Duele también que no hayamos sido capaces de arrancar de raíz, de entre nuestras diputadas y diputados, esta visión lastimosa de la discapacidad. Que siga sin permear el sentido y sentir de la Convención Internacional sobre los Derechos de las Personas con Discapacidad, un imperativo legal en España. Que insistan en vernos, al menos en el texto de esta ley, como “vidas descartables”. Que ignoren las recomendaciones que el órgano de la ONU que vela por el cumplimiento de este Tratado daba en 2019 a nuestro país: 'vele por que no existan disposiciones que permitan la eutanasia por motivos de discapacidad, ya que tales disposiciones contribuyen a la estigmatización de la discapacidad, lo cual puede propiciar la discriminación'. Ha de estar, este enfoque, grabado a fuego o tatuado con una tinta indeleble en el imaginario político y social.

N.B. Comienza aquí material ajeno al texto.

//! The particle system driver.
//!
//! A [`ParticleSystem`] owns its live particles and the policies that evolve
//! them. Call [`update`](ParticleSystem::update) once per frame with the
//! frame time, [`draw`](ParticleSystem::draw) to render, and drop the system
//! once [`is_alive`](ParticleSystem::is_alive) returns `false`.
//!
//! Each update:
//!
//! 1. asks the emitter how many particles to create, capped at the particle
//!    limit (the excess is dropped, not queued);
//! 2. copies the origin particle for each, runs the launcher on it for
//!    `launcher_dt` seconds and records its launched life;
//! 3. runs the physics on every live particle, including those just born;
//! 4. removes dead particles, keeping the survivors in creation order.

use crate::artist::Artist;
use crate::emitter::{Emission, Emitter};
use crate::particle::Particle;
use crate::physics::{Inertia, Physics};

/// Default maximum number of live particles.
pub const DEFAULT_PARTICLE_LIMIT: usize = 512;

/// Default effective time a launcher runs on a new particle, in seconds.
pub const DEFAULT_LAUNCHER_DT: f32 = 1.0;

/// A system of particles with its emission, physics and drawing policies.
///
/// `C` is the canvas type the artist draws on. Systems that are never drawn
/// can leave it at the default.
///
/// # Example
///
/// ```ignore
/// let mut sparks: ParticleSystem<Screen> = ParticleSystem::new(
///     Particle::new(320.0, 240.0).with_life(1.5),
///     Burst::single(200, 0.0),
/// )
/// .with_launcher(Jitter::new(Attributes::velocity(120.0, 120.0)))
/// .with_physics(PhysicsComposite::new().with(Inertia).with(Acceleration::new(0.0, 98.0)))
/// .with_artist(ArtistSimple::new(spark_image, Anchor::Center));
///
/// while sparks.is_alive() {
///     sparks.update(clock.tick());
///     sparks.draw(&mut screen);
/// }
/// ```
pub struct ParticleSystem<C = ()> {
    origin: Particle,
    particles: Vec<Particle>,
    emitter: Box<dyn Emitter>,
    launcher: Option<Box<dyn Physics>>,
    launcher_dt: f32,
    physics: Box<dyn Physics>,
    artist: Option<Box<dyn Artist<C>>>,
    particle_limit: usize,
    is_emitting: bool,
}

impl<C> ParticleSystem<C> {
    /// Create a system stamping copies of `origin` as `emitter` requests.
    ///
    /// Defaults: no launcher, [`Inertia`] physics, no artist, a limit of
    /// [`DEFAULT_PARTICLE_LIMIT`] particles and a launcher time of
    /// [`DEFAULT_LAUNCHER_DT`].
    pub fn new(origin: Particle, emitter: impl Emitter + 'static) -> Self {
        Self {
            origin,
            particles: Vec::new(),
            emitter: Box::new(emitter),
            launcher: None,
            launcher_dt: DEFAULT_LAUNCHER_DT,
            physics: Box::new(Inertia),
            artist: None,
            particle_limit: DEFAULT_PARTICLE_LIMIT,
            is_emitting: true,
        }
    }

    /// Physics run once on every new particle to set its initial state.
    pub fn with_launcher(mut self, launcher: impl Physics + 'static) -> Self {
        self.launcher = Some(Box::new(launcher));
        self
    }

    /// Physics run on every particle each update. Replaces the default
    /// [`Inertia`], so include it in a composite if particles should move.
    pub fn with_physics(mut self, physics: impl Physics + 'static) -> Self {
        self.physics = Box::new(physics);
        self
    }

    /// Artist drawing each particle.
    pub fn with_artist(mut self, artist: impl Artist<C> + 'static) -> Self {
        self.artist = Some(Box::new(artist));
        self
    }

    /// Maximum number of live particles. Zero means nothing is ever spawned.
    pub fn with_particle_limit(mut self, limit: usize) -> Self {
        self.particle_limit = limit;
        self
    }

    /// Effective seconds the launcher runs on each new particle.
    pub fn with_launcher_dt(mut self, launcher_dt: f32) -> Self {
        self.launcher_dt = launcher_dt;
        self
    }

    /// Advance the system by `dt` seconds.
    pub fn update(&mut self, dt: f32) {
        let was_alive = self.is_alive();

        let new_particles = self.new_particle_count(dt);
        self.particles.reserve(new_particles);
        for _ in 0..new_particles {
            self.launch();
        }
        for particle in &mut self.particles {
            self.physics.apply(dt, particle);
        }
        self.particles.retain(|particle| !particle.is_dead());

        if was_alive && !self.is_alive() {
            tracing::debug!(target: "kindle", "Particle system finished");
        }
    }

    /// Draw every particle with the artist, in creation order.
    pub fn draw(&mut self, canvas: &mut C) {
        if let Some(artist) = self.artist.as_mut() {
            for particle in &self.particles {
                artist.draw(canvas, particle);
            }
        }
    }

    /// Whether the system may still emit or still has particles to show.
    ///
    /// Once this returns `false` it never returns `true` again.
    pub fn is_alive(&self) -> bool {
        !self.particles.is_empty() || self.is_emitting
    }

    /// Whether the emitter has not yet reported exhaustion.
    pub fn is_emitting(&self) -> bool {
        self.is_emitting
    }

    /// Live particles, in creation order.
    pub fn particles(&self) -> &[Particle] {
        &self.particles
    }

    /// Live particles as raw bytes, for uploading to an instance buffer.
    pub fn as_bytes(&self) -> &[u8] {
        bytemuck::cast_slice(&self.particles)
    }

    /// Number of live particles.
    pub fn len(&self) -> usize {
        self.particles.len()
    }

    /// Whether there are no live particles.
    pub fn is_empty(&self) -> bool {
        self.particles.is_empty()
    }

    /// Maximum number of live particles.
    pub fn particle_limit(&self) -> usize {
        self.particle_limit
    }

    /// Effective seconds the launcher runs on each new particle.
    pub fn launcher_dt(&self) -> f32 {
        self.launcher_dt
    }

    /// The particle new particles are copied from.
    pub fn origin(&self) -> &Particle {
        &self.origin
    }

    /// Mutable origin, e.g. to move an emitter attached to a sprite.
    /// Only affects particles created afterwards.
    pub fn origin_mut(&mut self) -> &mut Particle {
        &mut self.origin
    }

    /// Ask the emitter for particles and apply the particle limit.
    fn new_particle_count(&mut self, dt: f32) -> usize {
        if !self.is_emitting {
            return 0;
        }

        let desired = match self.emitter.emit(dt) {
            Emission::Count(count) => count as usize,
            Emission::Exhausted => {
                tracing::debug!(target: "kindle", "Emitter exhausted");
                self.is_emitting = false;
                0
            }
        };

        let available = self.particle_limit.saturating_sub(self.particles.len());
        if desired > available {
            tracing::trace!(
                target: "kindle",
                desired,
                available,
                "Particle limit reached, dropping new particles"
            );
        }
        desired.min(available)
    }

    fn launch(&mut self) {
        let mut particle = self.origin;
        if let Some(launcher) = self.launcher.as_mut() {
            launcher.apply(self.launcher_dt, &mut particle);
        }
        particle.initial_life = particle.life;
        self.particles.push(particle);
    }
}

“La discusión de este artículo no es eutanasia sí o eutanasia o no”, lo que trato de señalar es que cualquier regulación de un nuevo derecho, no debe suponer como coste la estigmatización de un grupo social. Como sociedad no podemos consentir que se dé el mensaje de que las personas con discapacidad somos prescindibles, y que somos objetos y no sujetos de derecho. Como tampoco podemos permitir, en nombre de la protección de la práctica clínica, que sea norma ignorar las leyes que apuntalan los derechos de las personas con discapacidad.
Decía la escritora feminista Chimamanda Ngozi que las historias se han utilizado para desposeer, pero también se pueden usar para facultar y para humanizar; pueden quebrar la dignidad de un colectivo, pero también pueden restaurarla… Luchemos contra esa historia única de vidas asistidas, de vidas depreciadas y de negación del estatus de Persona. Busquemos en los Derechos Humanos los mejores aliados para reescribir la historia de las personas con discapacidad, de modo que sea ésta una historia de autoderminación, de bienestar, de inclusión y, sobre todo, de derechos.
Algunas ideas de este artículo están sacadas del trabajo de la investigadora María Laura Serra, investigadora postdoctoral del Departamento de Derecho de la Universidad de Maynooth (Irlanda).